COPENHAGEN, Nov 4 (Reuters) – Maersk Line, the world’s largest container shipping company, said on Wednesday it will slash costs, cut staff by almost a fifth and pull out of vessel orders as trade along the busiest routes in the world, from Asia to Europe, slows down.The business, part of the A.P. Moller-Maersk conglomerate , is a bellwether for global trade and the shipping industry, which is run mainly by unlisted companies not required to make their assessments or financial cir***stances public. The plans come two weeks after A.P. Moller-Maersk cut its 2015 profit forecast by 15 percent, blaming a slowdown in the container shipping market.

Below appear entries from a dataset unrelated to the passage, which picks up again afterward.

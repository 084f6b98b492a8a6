//! Slack notification formatting and delivery for chime.
//!
//! The crate turns a CI job result plus a [`chime_github::ActionsContext`]
//! into a Slack incoming-webhook payload and POSTs it. Formatting is pure:
//! payload assembly never touches the network or process environment, so
//! the whole pipeline short of the final POST is testable offline.
//!
//! ```no_run
//! use chime_github::ActionsContext;
//! use chime_slack::{send, Config, JobStatus, JobSteps};
//! use std::collections::BTreeMap;
//!
//! # async fn notify() -> chime_slack::Result<()> {
//! let context = ActionsContext::from_env();
//! let response = send(
//!     "https://hooks.slack.com/services/T00/B00/XXX",
//!     "CI Tests",
//!     JobStatus::Failure,
//!     JobSteps::new(),
//!     Some("#github-ci"),
//!     None,
//!     BTreeMap::new(),
//!     Config::default(),
//!     &context,
//! )
//! .await?;
//! # Ok(())
//! # }
//! ```

pub mod config;
pub mod error;
pub mod message;
pub mod schema;
pub mod status;
pub mod template;
pub mod webhook;

pub use config::{Config, FieldConfig};
pub use error::{Error, Result};
pub use message::MessageBuilder;
pub use schema::{Attachment, AttachmentField, Message};
pub use status::{JobStatus, JobSteps, StepReport};
pub use template::TemplateContext;
pub use webhook::WebhookClient;

use chime_github::ActionsContext;
use std::collections::BTreeMap;

/// Format a notification and deliver it with a single POST.
///
/// Exactly one outbound network call; the parsed response body is returned
/// on success, and a non-2xx response or transport failure is an error.
#[allow(clippy::too_many_arguments)]
pub async fn send(
    url: &str,
    job_name: &str,
    status: JobStatus,
    steps: JobSteps,
    channel: Option<&str>,
    message: Option<&str>,
    extra: BTreeMap<String, String>,
    config: Config,
    context: &ActionsContext,
) -> Result<serde_json::Value> {
    let mut builder = MessageBuilder::new(context, job_name, status)
        .with_steps(steps)
        .with_extra(extra)
        .with_config(config);
    if let Some(channel) = channel {
        builder = builder.with_channel(channel);
    }
    if let Some(message) = message {
        builder = builder.with_message(message);
    }

    WebhookClient::new(url).send(&builder.build()).await
}
//! Error types for message formatting and delivery.

use thiserror::Error;

/// Result type alias for this crate.
pub type Result<T> = std::result::Result<T, Error>;

/// Errors raised while building or delivering a notification.
#[derive(Debug, Error)]
pub enum Error {
    /// The configuration document failed to parse.
    #[error("Invalid configuration: {0}")]
    Config(String),

    /// Reading a configuration file failed.
    #[error("IO error: {0}")]
    Io(#[from] std::io::Error),

    /// Payload serialization failed.
    #[error("Serialization failed: {0}")]
    Serialization(#[from] serde_json::Error),

    /// The webhook request could not be completed.
    #[error("Webhook request failed: {0}")]
    Http(#[from] reqwest::Error),

    /// The webhook answered with a non-success status.
    #[error("Webhook returned HTTP {status}: {body}")]
    Status {
        /// HTTP status code of the response.
        status: u16,
        /// Response body, verbatim.
        body: String,
    },
}

impl Error {
    /// Build a [`Error::Config`] from any message.
    pub fn config(message: impl Into<String>) -> Self {
        Error::Config(message.into())
    }
}
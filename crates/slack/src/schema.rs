//! Slack webhook payload types.
//!
//! Wire shapes for an incoming-webhook POST body: the legacy attachment
//! format and the Block Kit format. Optional fields are omitted from the
//! serialized document rather than sent as nulls.

use serde::{Deserialize, Serialize};

/// An incoming-webhook message payload.
#[derive(Debug, Clone, Default, PartialEq, Serialize, Deserialize)]
pub struct Message {
    /// Bot username shown in the channel.
    #[serde(skip_serializing_if = "Option::is_none")]
    pub username: Option<String>,

    /// Bot icon image URL.
    #[serde(skip_serializing_if = "Option::is_none")]
    pub icon_url: Option<String>,

    /// Target channel override.
    #[serde(skip_serializing_if = "Option::is_none")]
    pub channel: Option<String>,

    /// Top-level text; the fallback line in Block Kit payloads.
    #[serde(skip_serializing_if = "Option::is_none")]
    pub text: Option<String>,

    /// Legacy attachments.
    #[serde(default, skip_serializing_if = "Vec::is_empty")]
    pub attachments: Vec<Attachment>,

    /// Block Kit blocks, mutually exclusive with attachments.
    #[serde(skip_serializing_if = "Option::is_none")]
    pub blocks: Option<serde_json::Value>,
}

/// A legacy-format message attachment.
#[derive(Debug, Clone, Default, PartialEq, Serialize, Deserialize)]
pub struct Attachment {
    /// Plain-text summary for clients that cannot render the attachment.
    #[serde(skip_serializing_if = "Option::is_none")]
    pub fallback: Option<String>,

    /// Accent color, a name ("good") or hex value ("#884EA0").
    #[serde(skip_serializing_if = "Option::is_none")]
    pub color: Option<String>,

    /// Author display name.
    #[serde(skip_serializing_if = "Option::is_none")]
    pub author_name: Option<String>,

    /// Author profile link.
    #[serde(skip_serializing_if = "Option::is_none")]
    pub author_link: Option<String>,

    /// Author avatar URL.
    #[serde(skip_serializing_if = "Option::is_none")]
    pub author_icon: Option<String>,

    /// Attachment parts rendered as markdown.
    #[serde(default, skip_serializing_if = "Vec::is_empty")]
    pub mrkdwn_in: Vec<String>,

    /// Text shown above the attachment.
    #[serde(skip_serializing_if = "Option::is_none")]
    pub pretext: Option<String>,

    /// Attachment body.
    #[serde(skip_serializing_if = "Option::is_none")]
    pub text: Option<String>,

    /// Attachment title.
    #[serde(skip_serializing_if = "Option::is_none")]
    pub title: Option<String>,

    /// Title link.
    #[serde(skip_serializing_if = "Option::is_none")]
    pub title_link: Option<String>,

    /// Short metadata fields.
    #[serde(default, skip_serializing_if = "Vec::is_empty")]
    pub fields: Vec<AttachmentField>,

    /// Footer text.
    #[serde(skip_serializing_if = "Option::is_none")]
    pub footer: Option<String>,

    /// Footer icon URL.
    #[serde(skip_serializing_if = "Option::is_none")]
    pub footer_icon: Option<String>,

    /// Epoch timestamp as a decimal string.
    #[serde(skip_serializing_if = "Option::is_none")]
    pub ts: Option<String>,
}

/// A titled value inside an attachment.
#[derive(Debug, Clone, Default, PartialEq, Serialize, Deserialize)]
pub struct AttachmentField {
    /// Field title shown in bold.
    pub title: String,
    /// Field value.
    pub value: String,
    /// Whether the field renders side-by-side with its neighbor.
    pub short: bool,
}

impl AttachmentField {
    /// Create a field.
    pub fn new(title: impl Into<String>, value: impl Into<String>, short: bool) -> Self {
        Self {
            title: title.into(),
            value: value.into(),
            short,
        }
    }
}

Maersk will report its third quarter earnings on Friday. “A number of markets have disappointed with a lot weaker demand than expected this year,” Maersk Line Chief Executive Soren Skou told reporters on a conference call. “And it’s first of all Asia to Europe, which has had negative growth. Europeans have been importing less this year from Asia than last year and that was frankly a surprise.” Raw material trade routes, such as West Africa and the east coast of Latin America, had also slowed, Skou said, because “what went up with China, went down with China,” Skou said. China’s factory activity fell for an eighth straight month in October, a private survey showed on Monday, pointing to continued sluggishness in the world’s second-largest economy. The cost of transporting a container has slumped this year compared to already weak previous years due to overcapacity in the shipping market as trade volumes failed to recover from the 2008 financial crisis. Weekly freight spot rates on Asia to Europe routes have been languishing below $1,000 per 20-foot container, according to the Shanghai Containerised Freight Index, spending all but five weeks of the year at or below levels deemed profitable.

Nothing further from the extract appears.